_WORK TASK_:
Among the records below, which lines contain the string "epsilon"? Report them.

Stored data entries
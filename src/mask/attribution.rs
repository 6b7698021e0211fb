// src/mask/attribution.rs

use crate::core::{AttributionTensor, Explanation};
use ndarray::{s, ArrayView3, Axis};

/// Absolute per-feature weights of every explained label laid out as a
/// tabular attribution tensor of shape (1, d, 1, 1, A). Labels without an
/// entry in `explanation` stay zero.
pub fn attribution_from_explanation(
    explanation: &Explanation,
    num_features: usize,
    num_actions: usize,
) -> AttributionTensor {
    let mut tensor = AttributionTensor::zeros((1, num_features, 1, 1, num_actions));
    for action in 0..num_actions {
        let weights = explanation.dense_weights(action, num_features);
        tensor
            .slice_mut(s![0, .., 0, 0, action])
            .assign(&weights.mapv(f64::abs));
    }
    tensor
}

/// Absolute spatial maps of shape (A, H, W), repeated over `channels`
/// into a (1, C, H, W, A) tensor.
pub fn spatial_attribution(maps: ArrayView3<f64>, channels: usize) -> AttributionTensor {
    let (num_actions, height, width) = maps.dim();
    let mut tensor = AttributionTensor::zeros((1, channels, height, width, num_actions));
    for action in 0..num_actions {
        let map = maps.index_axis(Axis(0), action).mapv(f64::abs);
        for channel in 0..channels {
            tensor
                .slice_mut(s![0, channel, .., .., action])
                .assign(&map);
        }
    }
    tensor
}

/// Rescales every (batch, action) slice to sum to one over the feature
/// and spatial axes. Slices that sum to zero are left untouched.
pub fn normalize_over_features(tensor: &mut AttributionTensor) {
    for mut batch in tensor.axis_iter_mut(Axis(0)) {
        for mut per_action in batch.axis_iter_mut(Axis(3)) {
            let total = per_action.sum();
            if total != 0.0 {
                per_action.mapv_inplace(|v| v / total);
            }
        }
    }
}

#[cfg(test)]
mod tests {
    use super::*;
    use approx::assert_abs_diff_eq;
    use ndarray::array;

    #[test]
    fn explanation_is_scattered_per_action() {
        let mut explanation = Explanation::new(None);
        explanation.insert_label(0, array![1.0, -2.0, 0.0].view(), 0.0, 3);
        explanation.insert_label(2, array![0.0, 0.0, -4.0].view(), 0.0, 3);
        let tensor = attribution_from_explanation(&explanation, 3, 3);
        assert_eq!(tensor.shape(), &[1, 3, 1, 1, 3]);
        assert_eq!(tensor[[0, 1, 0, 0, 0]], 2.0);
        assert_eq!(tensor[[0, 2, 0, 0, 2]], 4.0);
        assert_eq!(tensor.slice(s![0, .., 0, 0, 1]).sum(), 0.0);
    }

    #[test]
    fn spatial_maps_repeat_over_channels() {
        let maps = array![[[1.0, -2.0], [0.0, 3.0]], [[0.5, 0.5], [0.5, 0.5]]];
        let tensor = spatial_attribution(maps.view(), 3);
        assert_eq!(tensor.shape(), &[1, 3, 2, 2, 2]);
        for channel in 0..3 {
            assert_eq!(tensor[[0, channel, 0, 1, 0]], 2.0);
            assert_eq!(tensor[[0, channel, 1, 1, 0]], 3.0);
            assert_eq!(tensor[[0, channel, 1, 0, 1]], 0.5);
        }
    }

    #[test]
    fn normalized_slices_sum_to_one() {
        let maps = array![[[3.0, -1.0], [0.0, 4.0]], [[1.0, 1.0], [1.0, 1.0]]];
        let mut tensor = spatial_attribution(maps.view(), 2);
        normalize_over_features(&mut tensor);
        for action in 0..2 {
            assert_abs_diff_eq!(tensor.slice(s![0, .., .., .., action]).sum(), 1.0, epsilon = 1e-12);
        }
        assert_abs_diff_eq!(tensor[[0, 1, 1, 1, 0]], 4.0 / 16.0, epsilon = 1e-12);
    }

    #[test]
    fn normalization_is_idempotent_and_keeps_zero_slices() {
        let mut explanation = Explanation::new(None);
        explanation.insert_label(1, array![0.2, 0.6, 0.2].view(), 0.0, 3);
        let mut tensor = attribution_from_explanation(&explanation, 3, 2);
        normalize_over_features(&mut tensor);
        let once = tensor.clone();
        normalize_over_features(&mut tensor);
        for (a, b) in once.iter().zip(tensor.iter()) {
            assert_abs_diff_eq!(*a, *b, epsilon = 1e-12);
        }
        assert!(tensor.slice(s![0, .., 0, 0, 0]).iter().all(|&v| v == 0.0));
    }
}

_REPLY TO THE TASK_:
            assert_abs_diff_eq!(tensor.slice(s![0, .., .., .., action]).sum(), 1.0, epsilon = 1e-12);
        assert_abs_diff_eq!(tensor[[0, 1, 1, 1, 0]], 4.0 / 16.0, epsilon = 1e-12);
            assert_abs_diff_eq!(*a, *b, epsilon = 1e-12);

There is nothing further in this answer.